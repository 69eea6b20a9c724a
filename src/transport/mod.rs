//! Stream Transport - typed streaming calls over a shared session
//!
//! This module provides:
//! - Session abstraction with socket and in-memory connectors
//! - Method descriptors, call options, status and metadata
//! - Client transport producing ordered response streams
//! - Stream server for answering calls

pub mod call;
pub mod client;
pub mod endpoint;
pub mod memory;
pub mod method;
pub mod server;
pub mod session;

pub use call::{Call, CallStatus};
pub use client::StreamTransport;
pub use endpoint::Endpoint;
pub use memory::{MemoryConnector, MemoryListener};
pub use method::{CallOptions, Metadata, MethodDescriptor, RequestHead, Status, status_code};
pub use server::{CallbackHandler, MethodHandler, ResponseSink, ServerCall, StreamServer};
pub use session::{BoxedStream, ByteStream, Session, SessionConnector, SocketConnector, handshake};
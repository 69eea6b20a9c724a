//! CLI command definitions using clap.
//!
//! Defines the main CLI structure and subcommands:
//! - caps: decode the host capability mask
//! - serve: run the demo echo server
//! - call: invoke the demo echo method
//! - listen: dispatch host envelopes read from stdin
//! - connect: drive the connection lifecycle against an endpoint

use clap::{Parser, Subcommand};
use std::path::PathBuf;

/// Voxbridge - realtime transport and host-bridge toolkit
#[derive(Parser, Debug)]
#[command(name = "voxbridge")]
#[command(author, version, about, long_about = None)]
pub struct Cli {
    /// Optional config file path
    #[arg(short, long, global = true)]
    pub config: Option<PathBuf>,

    /// Verbose output
    #[arg(short, long, global = true)]
    pub verbose: bool,

    /// Subcommand to execute
    #[command(subcommand)]
    pub command: Commands,
}

impl Cli {
    /// Check if verbose mode is enabled
    pub fn is_verbose(&self) -> bool {
        self.verbose
    }
}

/// Main subcommands
#[derive(Subcommand, Debug)]
pub enum Commands {
    /// Print the host capability flags
    Caps {
        /// Mask to decode (decimal, 0x or 0b); defaults to config, then environment
        #[arg(short, long)]
        mask: Option<String>,
    },

    /// Serve the demo echo method
    Serve {
        /// Endpoint to listen on (tcp://host:port or unix:///path)
        #[arg(short, long)]
        endpoint: Option<String>,
    },

    /// Invoke the demo echo method and print each response
    Call {
        /// Endpoint to call
        #[arg(short, long)]
        endpoint: Option<String>,

        /// Text to echo
        #[arg(short, long, default_value = "hello")]
        text: String,

        /// Number of responses to request
        #[arg(short = 'n', long, default_value_t = 3)]
        count: u32,

        /// Pause between responses in milliseconds
        #[arg(long, default_value_t = 0)]
        interval_ms: u64,

        /// Deadline for the whole call in milliseconds
        #[arg(long)]
        timeout_ms: Option<u64>,
    },

    /// Read host envelopes from stdin and dispatch them
    Listen {
        /// Event key to register a listener for (repeatable)
        #[arg(short, long = "key", required = true)]
        keys: Vec<String>,
    },

    /// Connect with retries and report every state change
    Connect {
        /// Endpoint to connect to
        #[arg(short, long)]
        endpoint: Option<String>,
    },
}

#[cfg(test)]
mod tests {
    use super::*;
    use clap::CommandFactory;

    #[test]
    fn test_cli_requires_subcommand() {
        assert!(Cli::try_parse_from(["voxbridge"]).is_err());
    }

    #[test]
    fn test_cli_verbose_flag() {
        let cli = Cli::try_parse_from(["voxbridge", "-v", "caps"]).unwrap();
        assert!(cli.is_verbose());
    }

    #[test]
    fn test_cli_config_option() {
        let cli = Cli::try_parse_from(["voxbridge", "caps", "-c", "/path/to/voxbridge.yml"]).unwrap();
        assert_eq!(cli.config.as_ref(), Some(&PathBuf::from("/path/to/voxbridge.yml")));
    }

    #[test]
    fn test_caps_mask() {
        let cli = Cli::try_parse_from(["voxbridge", "caps", "--mask", "0x1c"]).unwrap();
        match cli.command {
            Commands::Caps { mask } => assert_eq!(mask.as_deref(), Some("0x1c")),
            _ => panic!("Expected caps command"),
        }
    }

    #[test]
    fn test_call_defaults() {
        let cli = Cli::try_parse_from(["voxbridge", "call"]).unwrap();
        match cli.command {
            Commands::Call {
                endpoint,
                text,
                count,
                interval_ms,
                timeout_ms,
            } => {
                assert!(endpoint.is_none());
                assert_eq!(text, "hello");
                assert_eq!(count, 3);
                assert_eq!(interval_ms, 0);
                assert!(timeout_ms.is_none());
            }
            _ => panic!("Expected call command"),
        }
    }

    #[test]
    fn test_call_with_args() {
        let cli = Cli::try_parse_from([
            "voxbridge",
            "call",
            "-e",
            "unix:///tmp/vox.sock",
            "-t",
            "ping",
            "-n",
            "5",
            "--timeout-ms",
            "250",
        ])
        .unwrap();
        match cli.command {
            Commands::Call {
                endpoint,
                text,
                count,
                timeout_ms,
                ..
            } => {
                assert_eq!(endpoint.as_deref(), Some("unix:///tmp/vox.sock"));
                assert_eq!(text, "ping");
                assert_eq!(count, 5);
                assert_eq!(timeout_ms, Some(250));
            }
            _ => panic!("Expected call command"),
        }
    }

    #[test]
    fn test_listen_requires_key() {
        assert!(Cli::try_parse_from(["voxbridge", "listen"]).is_err());

        let cli = Cli::try_parse_from(["voxbridge", "listen", "-k", "mute", "--key", "deafen"]).unwrap();
        match cli.command {
            Commands::Listen { keys } => assert_eq!(keys, vec!["mute", "deafen"]),
            _ => panic!("Expected listen command"),
        }
    }

    #[test]
    fn test_serve_and_connect_endpoint() {
        let cli = Cli::try_parse_from(["voxbridge", "serve", "-e", "tcp://0.0.0.0:9000"]).unwrap();
        assert!(matches!(cli.command, Commands::Serve { endpoint: Some(_) }));

        let cli = Cli::try_parse_from(["voxbridge", "connect"]).unwrap();
        assert!(matches!(cli.command, Commands::Connect { endpoint: None }));
    }

    #[test]
    fn test_cli_debug_assert() {
        Cli::command().debug_assert();
    }
}
//! CLI module for voxbridge - command-line interface and subcommands.
//!
//! Provides demo entry points for the transport, the host bus and the
//! connection lifecycle.

pub mod commands;

pub use commands::Cli;
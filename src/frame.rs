//! Per-tick frame driver.

use log::{debug, info};

use crate::buffer::PixelBuffer;
use crate::demo::Demo;
use crate::error::HostError;
use crate::fps::{FpsCounter, FpsSample};
use crate::host::Host;

/// Lifecycle of a [`FrameDriver`].
#[derive(Debug, Clone, Copy, PartialEq, Eq)]
pub enum FrameState {
    /// No tick has been handled yet.
    Idle,
    /// At least one frame has been drawn.
    Rendering,
}

/// Owns the pixel buffer and the FPS counter, and runs one demo frame per
/// host tick.
pub struct FrameDriver {
    state: FrameState,
    fps: FpsCounter,
    buffer: PixelBuffer,
    frames_drawn: u64,
}

impl FrameDriver {
    /// Ask `host` for a `width x height` surface and allocate the buffer.
    pub fn new(width: usize, height: usize, host: &mut dyn Host) -> Result<Self, HostError> {
        host.create_surface(width, height)?;
        Ok(Self {
            state: FrameState::Idle,
            fps: FpsCounter::default(),
            buffer: PixelBuffer::new(width, height),
            frames_drawn: 0,
        })
    }

    /// Replace the FPS sampling window (milliseconds).
    pub fn with_fps_window(mut self, window_ms: f64) -> Self {
        self.fps = FpsCounter::new(window_ms);
        self
    }

    /// Current lifecycle state.
    pub fn state(&self) -> FrameState {
        self.state
    }

    /// Most recent FPS sample.
    pub fn fps(&self) -> Option<FpsSample> {
        self.fps.latest()
    }

    /// The frame drawn last.
    pub fn buffer(&self) -> &PixelBuffer {
        &self.buffer
    }

    /// Frames drawn since the driver was created.
    pub fn frames_drawn(&self) -> u64 {
        self.frames_drawn
    }

    /// Draw and present one frame for the tick at `now` (milliseconds).
    pub fn tick(&mut self, now: f64, demo: &mut dyn Demo, host: &mut dyn Host) -> Result<(), HostError> {
        if self.state == FrameState::Idle {
            debug!("first frame of {} at {:.1}ms", demo.name(), now);
            self.state = FrameState::Rendering;
        }

        if let Some(sample) = self.fps.tick(now) {
            debug!("fps {}", sample);
            host.set_status_text("fps", &sample.to_string());
        }

        demo.render(&mut self.buffer);
        if let Some(status) = demo.debug_status() {
            host.set_status_text("debug", &status);
        }

        host.present(&self.buffer)?;
        self.frames_drawn += 1;
        Ok(())
    }

    /// Keep drawing until the host stops delivering ticks.
    ///
    /// Input queued since the previous tick is applied before each frame, so
    /// the scene is never touched while a frame is being drawn. Returns the
    /// number of frames drawn by this call.
    pub fn run(&mut self, demo: &mut dyn Demo, host: &mut dyn Host) -> Result<u64, HostError> {
        let start = self.frames_drawn;
        while let Some(now) = host.next_frame() {
            for event in host.poll_input() {
                demo.handle_input(event);
            }
            self.tick(now, demo, host)?;
        }

        let drawn = self.frames_drawn - start;
        info!("{} stopped after {} frames", demo.name(), drawn);
        Ok(drawn)
    }
}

********************

What needs to be done: Reproduce word for word the material above, beginning with the line that contains "assert!(timeout_ms.is_none());" and ending with the line that contains "pub use commands::Cli;".

Exercise answer:
                assert!(timeout_ms.is_none());
            }
            _ => panic!("Expected call command"),
        }
    }

    #[test]
    fn test_call_with_args() {
        let cli = Cli::try_parse_from([
            "voxbridge",
            "call",
            "-e",
            "unix:///tmp/vox.sock",
            "-t",
            "ping",
            "-n",
            "5",
            "--timeout-ms",
            "250",
        ])
        .unwrap();
        match cli.command {
            Commands::Call {
                endpoint,
                text,
                count,
                timeout_ms,
                ..
            } => {
                assert_eq!(endpoint.as_deref(), Some("unix:///tmp/vox.sock"));
                assert_eq!(text, "ping");
                assert_eq!(count, 5);
                assert_eq!(timeout_ms, Some(250));
            }
            _ => panic!("Expected call command"),
        }
    }

    #[test]
    fn test_listen_requires_key() {
        assert!(Cli::try_parse_from(["voxbridge", "listen"]).is_err());

        let cli = Cli::try_parse_from(["voxbridge", "listen", "-k", "mute", "--key", "deafen"]).unwrap();
        match cli.command {
            Commands::Listen { keys } => assert_eq!(keys, vec!["mute", "deafen"]),
            _ => panic!("Expected listen command"),
        }
    }

    #[test]
    fn test_serve_and_connect_endpoint() {
        let cli = Cli::try_parse_from(["voxbridge", "serve", "-e", "tcp://0.0.0.0:9000"]).unwrap();
        assert!(matches!(cli.command, Commands::Serve { endpoint: Some(_) }));

        let cli = Cli::try_parse_from(["voxbridge", "connect"]).unwrap();
        assert!(matches!(cli.command, Commands::Connect { endpoint: None }));
    }

    #[test]
    fn test_cli_debug_assert() {
        Cli::command().debug_assert();
    }
}
//! CLI module for voxbridge - command-line interface and subcommands.
//!
//! Provides demo entry points for the transport, the host bus and the
//! connection lifecycle.

pub mod commands;

pub use commands::Cli;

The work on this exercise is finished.